Poonawala Fincorp resembles early days of Bajaj Finance: Gurmeet Chadha of Complete Circle Wealth

It is a good investment option, given their strong credit rating, low cost of funds, and expected growth in loan book, he says. Chadha also said that the Indian equity markets would have been 20-30 percent lower, but for Domestic Institutional Investors (DIIs).

February 15, 2023 / 21:02 IST
Gurmeet Chadha, Managing Partner, Chief Investment Officer, Complete Circle Wealth

Gurmeet Chadha, Managing Partner, Chief Investment Officer, Complete Circle Wealth, says the upcoming year will be focused on differentiation, where IT companies that acquire more deals from digital transformations and cost optimisation and those with higher digital revenues will thrive.

In an interview with Moneycontrol, Chadha also spoke about the divide between banks, NBFCs and financial companies.
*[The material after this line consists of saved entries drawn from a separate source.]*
use std::collections::BTreeMap;

use serde::{Deserialize, Serialize};

use agentwire_core::types::{ChatMessage, Role, SessionId};

/// Execution context threaded through the nodes of one turn.
///
/// Each step takes the state by value and hands back the updated state, so
/// no two nodes ever alias it.
#[derive(Debug, Clone, PartialEq, Serialize, Deserialize)]
pub struct WorkflowState {
    pub messages: Vec<ChatMessage>,
    pub current_step: String,
    /// Per-step result payloads, keyed by step name.
    pub analysis_results: BTreeMap<String, serde_json::Value>,
    /// Tools invoked so far, in invocation order (duplicates allowed).
    pub tools_used: Vec<String>,
    pub session_id: SessionId,
    /// Nodes visited in this turn.
    pub step_count: u32,
    /// Set by the last non-router node that produced an answer.
    pub confidence_score: Option<f64>,
    /// Label chosen by the router; consumed by the executor.
    pub next_action: Option<String>,
}

impl WorkflowState {
    /// Fresh state for a turn that starts from `user_message`.
    pub fn new(session_id: SessionId, user_message: impl Into<String>) -> Self {
        Self {
            messages: vec![ChatMessage::user(user_message)],
            current_step: "initialized".to_string(),
            analysis_results: BTreeMap::new(),
            tools_used: Vec::new(),
            session_id,
            step_count: 0,
            confidence_score: None,
            next_action: None,
        }
    }

    /// Fresh turn state that inherits the session's cumulative fields.
    pub fn seeded(
        session_id: SessionId,
        user_message: impl Into<String>,
        carry: &TurnCarry,
    ) -> Self {
        let mut state = Self::new(session_id, user_message);
        state.tools_used = carry.tools_used.clone();
        state.analysis_results = carry.analysis_results.clone();
        state
    }

    /// Text of the most recent user message, or "" if there is none.
    pub fn latest_user_text(&self) -> &str {
        self.messages
            .iter()
            .rev()
            .find(|m| m.role == Role::User)
            .map(|m| m.content.as_str())
            .unwrap_or("")
    }

    /// The trailing assistant message, if the last message is one.
    pub fn last_response(&self) -> Option<&ChatMessage> {
        self.messages.last().filter(|m| m.is_assistant())
    }

    /// Append an assistant reply and mark the step it completed.
    pub fn respond(&mut self, text: impl Into<String>, current_step: &str) {
        self.messages.push(ChatMessage::assistant(text));
        self.current_step = current_step.to_string();
    }

    pub fn record_tool(&mut self, tool: &str) {
        self.tools_used.push(tool.to_string());
    }
}

/// Fields carried from one turn of a session into the next.
#[derive(Debug, Clone, Default, PartialEq, Serialize, Deserialize)]
pub struct TurnCarry {
    pub tools_used: Vec<String>,
    pub analysis_results: BTreeMap<String, serde_json::Value>,
    /// Nodes visited across every completed turn.
    pub total_steps: u64,
}

impl TurnCarry {
    /// Fold a completed turn's final state into the carry.
    pub fn absorb(&mut self, state: &WorkflowState) {
        self.tools_used = state.tools_used.clone();
        self.analysis_results = state.analysis_results.clone();
        self.total_steps += u64::from(state.step_count);
    }
}
pub mod email;
pub mod file_search;
pub mod github;
pub mod pdf;
pub mod weather;

use agentwire_core::error::AgentwireError;

/// Build the shared HTTP client for a remote collaborator.
pub(crate) fn http_client(
    tool: &str,
    user_agent: &str,
    timeout_secs: u64,
) -> agentwire_core::error::Result<reqwest::Client> {
    reqwest::Client::builder()
        .timeout(std::time::Duration::from_secs(timeout_secs))
        .user_agent(user_agent)
        .build()
        .map_err(|e| AgentwireError::ToolExecution {
            tool: tool.to_string(),
            message: format!("Failed to create HTTP client: {}", e),
        })
}
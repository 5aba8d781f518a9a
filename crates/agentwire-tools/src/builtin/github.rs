//! GitHub issue and pull request listings.

use futures::future::BoxFuture;
use serde::Deserialize;
use tracing::{info, warn};

use agentwire_core::config::GithubConfig;
use agentwire_core::error::{AgentwireError, Result};
use agentwire_core::traits::Tool;
use agentwire_core::types::ToolResult;

#[derive(Clone)]
pub struct GithubClient {
    http: reqwest::Client,
    base_url: String,
    token: Option<String>,
    timeout_secs: u64,
}

impl GithubClient {
    pub fn new(config: &GithubConfig, timeout_secs: u64) -> Result<Self> {
        let token = config.token.clone().filter(|t| !t.is_empty());
        if token.is_none() {
            warn!("No GitHub token configured, unauthenticated requests are rate limited");
        }
        Ok(Self {
            http: super::http_client(
                "github",
                concat!("agentwire/", env!("CARGO_PKG_VERSION")),
                timeout_secs,
            )?,
            base_url: config.base_url.trim_end_matches('/').to_string(),
            token,
            timeout_secs,
        })
    }

    async fn list(&self, tool: &str, repo: &str, kind: &str, state: &str) -> Result<Vec<serde_json::Value>> {
        let url = format!("{}/repos/{}/{}", self.base_url, repo, kind);
        let mut req = self
            .http
            .get(&url)
            .query(&[("state", state), ("per_page", "100")])
            .header("Accept", "application/vnd.github+json");
        if let Some(token) = &self.token {
            req = req.bearer_auth(token);
        }

        let resp = req.send().await.map_err(|e| AgentwireError::ToolExecution {
            tool: tool.to_string(),
            message: format!("Request failed: {}", e),
        })?;

        let status = resp.status();
        if !status.is_success() {
            let body = resp.text().await.unwrap_or_default();
            return Err(AgentwireError::ToolExecution {
                tool: tool.to_string(),
                message: format!("GitHub API error: {} {}", status.as_u16(), body),
            });
        }

        resp.json().await.map_err(|e| AgentwireError::ToolExecution {
            tool: tool.to_string(),
            message: format!("Invalid response: {}", e),
        })
    }
}

#[derive(Deserialize)]
struct ListInput {
    repo: String,
    #[serde(default = "default_state")]
    state: String,
}

fn default_state() -> String {
    "open".to_string()
}

impl ListInput {
    fn validate(self) -> Result<Self> {
        let mut parts = self.repo.split('/');
        let well_formed = matches!(
            (parts.next(), parts.next(), parts.next()),
            (Some(owner), Some(name), None) if !owner.is_empty() && !name.is_empty()
        );
        if !well_formed {
            return Err(AgentwireError::ToolValidation(format!(
                "repo must look like 'owner/name', got '{}'",
                self.repo
            )));
        }
        if !matches!(self.state.as_str(), "open" | "closed" | "all") {
            return Err(AgentwireError::ToolValidation(format!(
                "state must be open, closed, or all, got '{}'",
                self.state
            )));
        }
        Ok(self)
    }
}

/// Reduce a GitHub issue or pull request object to its summary fields.
pub fn summarize(item: &serde_json::Value) -> serde_json::Value {
    serde_json::json!({
        "id": item["id"],
        "number": item["number"],
        "title": item["title"],
        "user": item["user"]["login"],
        "state": item["state"],
        "url": item["html_url"],
    })
}

fn list_schema(what: &str) -> serde_json::Value {
    serde_json::json!({
        "type": "object",
        "properties": {
            "repo": {
                "type": "string",
                "description": "Repository full name, e.g. \"rust-lang/rust\""
            },
            "state": {
                "type": "string",
                "enum": ["open", "closed", "all"],
                "description": format!("Which {} to list (default: open)", what)
            }
        },
        "required": ["repo"]
    })
}

pub struct GithubIssuesTool {
    client: GithubClient,
}

impl GithubIssuesTool {
    pub fn new(client: GithubClient) -> Self {
        Self { client }
    }
}

impl Tool for GithubIssuesTool {
    fn name(&self) -> &str {
        "github_issues"
    }

    fn description(&self) -> &str {
        "List issues (excluding pull requests) of a GitHub repository."
    }

    fn input_schema(&self) -> serde_json::Value {
        list_schema("issues")
    }

    fn timeout_secs(&self) -> u64 {
        self.client.timeout_secs
    }

    fn execute(&self, input: serde_json::Value) -> BoxFuture<'_, Result<ToolResult>> {
        Box::pin(async move {
            let params: ListInput = serde_json::from_value(input)
                .map_err(|e| AgentwireError::ToolValidation(e.to_string()))?;
            let params = params.validate()?;

            info!(repo = %params.repo, state = %params.state, "Fetching issues");
            let items = self
                .client
                .list(self.name(), &params.repo, "issues", &params.state)
                .await?;

            let issues: Vec<serde_json::Value> = items
                .iter()
                .filter(|item| item.get("pull_request").is_none())
                .map(summarize)
                .collect();
            Ok(ToolResult::success(serde_json::Value::Array(issues)))
        })
    }
}

pub struct GithubPullsTool {
    client: GithubClient,
}

impl GithubPullsTool {
    pub fn new(client: GithubClient) -> Self {
        Self { client }
    }
}

impl Tool for GithubPullsTool {
    fn name(&self) -> &str {
        "github_prs"
    }

    fn description(&self) -> &str {
        "List pull requests of a GitHub repository."
    }

    fn input_schema(&self) -> serde_json::Value {
        list_schema("pull requests")
    }

    fn timeout_secs(&self) -> u64 {
        self.client.timeout_secs
    }

    fn execute(&self, input: serde_json::Value) -> BoxFuture<'_, Result<ToolResult>> {
        Box::pin(async move {
            let params: ListInput = serde_json::from_value(input)
                .map_err(|e| AgentwireError::ToolValidation(e.to_string()))?;
            let params = params.validate()?;

            info!(repo = %params.repo, state = %params.state, "Fetching pull requests");
            let items = self
                .client
                .list(self.name(), &params.repo, "pulls", &params.state)
                .await?;

            let prs: Vec<serde_json::Value> = items.iter().map(summarize).collect();
            Ok(ToolResult::success(serde_json::Value::Array(prs)))
        })
    }
}
//! National Weather Service collaborators.

use futures::future::BoxFuture;
use serde::Deserialize;
use tracing::{error, info, warn};

use agentwire_core::config::WeatherConfig;
use agentwire_core::error::{AgentwireError, Result};
use agentwire_core::traits::Tool;
use agentwire_core::types::ToolResult;

const NO_ALERTS_DATA: &str = "Unable to fetch alerts or no alerts found.";
const NO_ACTIVE_ALERTS: &str = "No active alerts for this state.";
const NO_FORECAST: &str = "Unable to fetch forecast.";

/// Thin client over the NWS JSON API.
#[derive(Clone)]
pub struct NwsClient {
    http: reqwest::Client,
    base_url: String,
    timeout_secs: u64,
}

impl NwsClient {
    pub fn new(config: &WeatherConfig, timeout_secs: u64) -> Result<Self> {
        Ok(Self {
            http: super::http_client("weather", &config.user_agent, timeout_secs)?,
            base_url: config.base_url.trim_end_matches('/').to_string(),
            timeout_secs,
        })
    }

    /// GET a path; any transport, status, or decoding failure yields `None`.
    async fn get(&self, path: &str) -> Option<serde_json::Value> {
        let url = format!("{}{}", self.base_url, path);
        let resp = match self
            .http
            .get(&url)
            .header("Accept", "application/geo+json")
            .send()
            .await
        {
            Ok(resp) => resp,
            Err(e) => {
                error!(url = %url, error = %e, "NWS API request failed");
                return None;
            }
        };

        if !resp.status().is_success() {
            error!(url = %url, status = resp.status().as_u16(), "NWS API request failed");
            return None;
        }

        match resp.json().await {
            Ok(body) => Some(body),
            Err(e) => {
                error!(url = %url, error = %e, "NWS API returned invalid JSON");
                None
            }
        }
    }
}

/// Render one alert feature as a text block.
pub fn format_alert(feature: &serde_json::Value) -> String {
    let props = &feature["properties"];
    let field = |key: &str, default: &str| -> String {
        props[key].as_str().unwrap_or(default).to_string()
    };
    format!(
        "\nEvent: {}\nArea: {}\nSeverity: {}\nDescription: {}\nInstructions: {}\n",
        field("event", "Unknown"),
        field("areaDesc", "Unknown"),
        field("severity", "Unknown"),
        field("description", "No description available"),
        field("instruction", "No specific instructions provided"),
    )
}

fn validate_state(state: &str) -> Result<String> {
    if state.len() == 2 && state.chars().all(|c| c.is_ascii_alphabetic()) {
        Ok(state.to_ascii_uppercase())
    } else {
        Err(AgentwireError::ToolValidation(format!(
            "state must be a two-letter US state code, got '{}'",
            state
        )))
    }
}

pub struct WeatherAlertsTool {
    client: NwsClient,
}

impl WeatherAlertsTool {
    pub fn new(client: NwsClient) -> Self {
        Self { client }
    }
}

#[derive(Deserialize)]
struct AlertsInput {
    state: String,
}

impl Tool for WeatherAlertsTool {
    fn name(&self) -> &str {
        "weather_alerts"
    }

    fn description(&self) -> &str {
        "Active weather alerts for a US state."
    }

    fn input_schema(&self) -> serde_json::Value {
        serde_json::json!({
            "type": "object",
            "properties": {
                "state": {
                    "type": "string",
                    "description": "Two-letter US state code (e.g. CA, NY)"
                }
            },
            "required": ["state"]
        })
    }

    fn timeout_secs(&self) -> u64 {
        self.client.timeout_secs
    }

    fn execute(&self, input: serde_json::Value) -> BoxFuture<'_, Result<ToolResult>> {
        Box::pin(async move {
            let params: AlertsInput = serde_json::from_value(input)
                .map_err(|e| AgentwireError::ToolValidation(e.to_string()))?;
            let state = validate_state(&params.state)?;

            info!(state = %state, "Fetching weather alerts");
            let data = self.client.get(&format!("/alerts/active/area/{}", state)).await;

            let Some(features) = data.as_ref().and_then(|d| d["features"].as_array()) else {
                warn!("Unable to fetch alerts or no alerts found");
                return Ok(ToolResult::error(NO_ALERTS_DATA));
            };
            if features.is_empty() {
                return Ok(ToolResult::success(NO_ACTIVE_ALERTS));
            }

            let blocks: Vec<String> = features.iter().map(format_alert).collect();
            Ok(ToolResult::success(blocks.join("\n---\n")))
        })
    }
}

pub struct WeatherForecastTool {
    client: NwsClient,
}

impl WeatherForecastTool {
    pub fn new(client: NwsClient) -> Self {
        Self { client }
    }
}

#[derive(Deserialize)]
struct ForecastInput {
    lat: f64,
    lon: f64,
}

impl Tool for WeatherForecastTool {
    fn name(&self) -> &str {
        "weather_forecast"
    }

    fn description(&self) -> &str {
        "Forecast periods for a latitude/longitude."
    }

    fn input_schema(&self) -> serde_json::Value {
        serde_json::json!({
            "type": "object",
            "properties": {
                "lat": { "type": "number" },
                "lon": { "type": "number" }
            },
            "required": ["lat", "lon"]
        })
    }

    fn timeout_secs(&self) -> u64 {
        self.client.timeout_secs
    }

    fn execute(&self, input: serde_json::Value) -> BoxFuture<'_, Result<ToolResult>> {
        Box::pin(async move {
            let params: ForecastInput = serde_json::from_value(input)
                .map_err(|e| AgentwireError::ToolValidation(e.to_string()))?;
            if !(-90.0..=90.0).contains(&params.lat) || !(-180.0..=180.0).contains(&params.lon) {
                return Err(AgentwireError::ToolValidation(format!(
                    "coordinates out of range: {},{}",
                    params.lat, params.lon
                )));
            }

            info!(lat = params.lat, lon = params.lon, "Fetching weather forecast");
            let data = self
                .client
                .get(&format!("/points/{},{}/forecast", params.lat, params.lon))
                .await;

            match data.as_ref().map(|d| &d["properties"]["periods"]) {
                Some(periods) if periods.is_array() => Ok(ToolResult::success(
                    serde_json::json!({ "periods": periods }),
                )),
                _ => {
                    warn!("Unable to fetch forecast");
                    Ok(ToolResult::error(NO_FORECAST))
                }
            }
        })
    }
}

#[cfg(test)]
mod tests {
    use super::*;

    #[test]
    fn alert_block_uses_defaults_for_missing_fields() {
        let feature = serde_json::json!({
            "properties": { "event": "Flood Warning", "severity": "Severe" }
        });
        let block = format_alert(&feature);
        assert!(block.contains("Event: Flood Warning"));
        assert!(block.contains("Area: Unknown"));
        assert!(block.contains("Severity: Severe"));
        assert!(block.contains("Instructions: No specific instructions provided"));
    }

    #[test]
    fn state_codes_are_validated() {
        assert_eq!(validate_state("ca").unwrap(), "CA");
        assert!(validate_state("CAL").is_err());
        assert!(validate_state("1A").is_err());
    }

    fn unreachable_client() -> NwsClient {
        NwsClient::new(
            &WeatherConfig {
                base_url: "http://127.0.0.1:9".into(),
                user_agent: "test".into(),
            },
            1,
        )
        .unwrap()
    }

    #[tokio::test]
    async fn bad_state_fails_before_any_request() {
        let err = WeatherAlertsTool::new(unreachable_client())
            .execute(serde_json::json!({ "state": "California" }))
            .await
            .unwrap_err();
        assert!(matches!(err, AgentwireError::ToolValidation(_)));
    }

    #[tokio::test]
    async fn unreachable_alerts_backend_is_an_error_result() {
        let result = WeatherAlertsTool::new(unreachable_client())
            .execute(serde_json::json!({ "state": "CA" }))
            .await
            .unwrap();
        assert!(result.is_error);
        assert_eq!(result.content, serde_json::json!(NO_ALERTS_DATA));
    }

    #[tokio::test]
    async fn unreachable_forecast_backend_is_an_error_result() {
        let result = WeatherForecastTool::new(unreachable_client())
            .execute(serde_json::json!({ "lat": 38.9, "lon": -77.0 }))
            .await
            .unwrap();
        assert!(result.is_error);
    }
}
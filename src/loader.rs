//! Loading price observations and chart rows from exported files
//!
//! The dashboard's data layer exports competitor observations as CSV or
//! JSON. Prices arrive as scraped text, so parsing is lenient: anything
//! that is not a number becomes NaN and drops out at summary time.

use crate::error::{PricelensError, Result};
use crate::types::{OverlapItem, parse_timestamp};
use pricelens_visualization::StackedBarData;
use serde::Deserialize;
use std::fs;
use std::path::Path;
use tracing::{info, warn};

/// CSV observation record as exported by the competitor-price table
#[derive(Debug, Clone, Deserialize)]
pub struct CsvOverlapRow {
    #[serde(default)]
    pub sku: Option<String>,
    #[serde(default)]
    pub my_price: String,
    #[serde(default)]
    pub competitor_price: String,
    #[serde(default)]
    pub currency: Option<String>,
    #[serde(default)]
    pub in_stock: Option<String>,
    #[serde(default)]
    pub last_seen_at: Option<String>,
}

impl From<CsvOverlapRow> for OverlapItem {
    fn from(row: CsvOverlapRow) -> Self {
        Self {
            sku: non_blank(row.sku),
            my_price: parse_price(&row.my_price),
            competitor_price: parse_price(&row.competitor_price),
            currency: non_blank(row.currency),
            in_stock: row.in_stock.as_deref().and_then(parse_flag),
            last_seen_at: row.last_seen_at.as_deref().and_then(parse_timestamp),
        }
    }
}

fn parse_price(raw: &str) -> f64 {
    raw.trim().parse().unwrap_or(f64::NAN)
}

/// Booleans as spreadsheets and Python exports write them
fn parse_flag(raw: &str) -> Option<bool> {
    match raw.trim() {
        "true" | "True" | "TRUE" | "1" => Some(true),
        "false" | "False" | "FALSE" | "0" => Some(false),
        _ => None,
    }
}

fn non_blank(value: Option<String>) -> Option<String> {
    value
        .map(|v| v.trim().to_string())
        .filter(|v| !v.is_empty())
}

/// Load observations from a `.csv` or `.json` file
pub fn load_overlaps(path: &Path) -> Result<Vec<OverlapItem>> {
    let items = match extension(path).as_deref() {
        Some("csv") => read_overlaps_csv(fs::File::open(path)?)?,
        Some("json") => serde_json::from_str(&fs::read_to_string(path)?)?,
        _ => {
            return Err(PricelensError::UnsupportedFormat {
                path: path.display().to_string(),
            });
        }
    };
    info!(path = %path.display(), count = items.len(), "loaded price observations");
    Ok(items)
}

/// Parse CSV observations from any reader.
///
/// Rows that do not fit the header layout are skipped with a warning.
pub fn read_overlaps_csv<R: std::io::Read>(reader: R) -> Result<Vec<OverlapItem>> {
    let mut csv_reader = csv::ReaderBuilder::new()
        .trim(csv::Trim::All)
        .flexible(true)
        .from_reader(reader);

    let mut items = Vec::new();
    for (index, record) in csv_reader.deserialize::<CsvOverlapRow>().enumerate() {
        match record {
            Ok(row) => items.push(OverlapItem::from(row)),
            Err(e) if e.is_io_error() => return Err(e.into()),
            Err(e) => warn!(row = index + 1, error = %e, "skipping malformed CSV row"),
        }
    }
    Ok(items)
}

/// Load chart rows from a JSON array of objects
pub fn load_stacked_rows(path: &Path) -> Result<Vec<StackedBarData>> {
    if extension(path).as_deref() != Some("json") {
        return Err(PricelensError::UnsupportedFormat {
            path: path.display().to_string(),
        });
    }
    let rows = parse_stacked_rows(&fs::read_to_string(path)?)?;
    info!(path = %path.display(), count = rows.len(), "loaded chart rows");
    Ok(rows)
}

/// Parse chart rows from JSON text; array entries that are not objects are skipped
pub fn parse_stacked_rows(json: &str) -> Result<Vec<StackedBarData>> {
    let values: Vec<serde_json::Value> = serde_json::from_str(json)?;
    Ok(values
        .iter()
        .filter_map(|value| value.as_object())
        .map(StackedBarData::from_json_object)
        .collect())
}

fn extension(path: &Path) -> Option<String> {
    path.extension()
        .and_then(|e| e.to_str())
        .map(str::to_ascii_lowercase)
}
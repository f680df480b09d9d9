//! Error type for loading, configuration and scaling failures
//!
//! Statistics over dirty price data never produce an error; bad rows are
//! excluded instead. Everything here is an I/O, format or contract failure.

use pricelens_visualization::VisualizationError;
use thiserror::Error;

pub type Result<T> = std::result::Result<T, PricelensError>;

#[derive(Error, Debug)]
pub enum PricelensError {
    #[error("I/O error: {0}")]
    Io(#[from] std::io::Error),

    #[error("CSV error: {0}")]
    Csv(#[from] csv::Error),

    #[error("JSON error: {0}")]
    Json(#[from] serde_json::Error),

    #[error("Configuration error: {0}")]
    Config(#[from] config::ConfigError),

    #[error("Chart scaling error: {0}")]
    Scaling(#[from] VisualizationError),

    #[error("Unsupported input format: {path}")]
    UnsupportedFormat { path: String },
}
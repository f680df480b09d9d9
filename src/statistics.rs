//! Order statistics over sorted samples

/// Sort a sample ascending. NaN sorts last under `total_cmp`.
pub fn sort_ascending(values: &mut [f64]) {
    values.sort_by(f64::total_cmp);
}

/// Linear-interpolated percentile of an ascending sample.
///
/// The rank is `p / 100 * (n - 1)`; a fractional rank interpolates between
/// its two neighbours. `p` is clamped to `[0, 100]`.
pub fn percentile_sorted(sorted: &[f64], p: f64) -> Option<f64> {
    let last = sorted.len().checked_sub(1)?;
    let rank = p.clamp(0.0, 100.0) / 100.0 * last as f64;
    let lower = rank.floor() as usize;
    let upper = rank.ceil() as usize;
    if lower == upper {
        return Some(sorted[lower]);
    }
    let weight = rank - lower as f64;
    Some(sorted[lower] + (sorted[upper] - sorted[lower]) * weight)
}

/// Median of an ascending sample; the mean of the two middle values when
/// the length is even.
pub fn median_sorted(sorted: &[f64]) -> Option<f64> {
    let n = sorted.len();
    if n == 0 {
        return None;
    }
    let mid = n / 2;
    if n % 2 == 0 {
        Some((sorted[mid - 1] + sorted[mid]) / 2.0)
    } else {
        Some(sorted[mid])
    }
}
He believes this divide would shrink, and the asset quality and GNPA ratio would see continuous improvement in the near future.

He believes selling by foreign institutional investors (FII) is potentially reaching its fag end and the trend may soon reverse since FII ownership is around the 2008 lows.

Excerpts:

What are your thoughts on the recent drop in IT stocks, and how do you see differentiation playing out in the sector?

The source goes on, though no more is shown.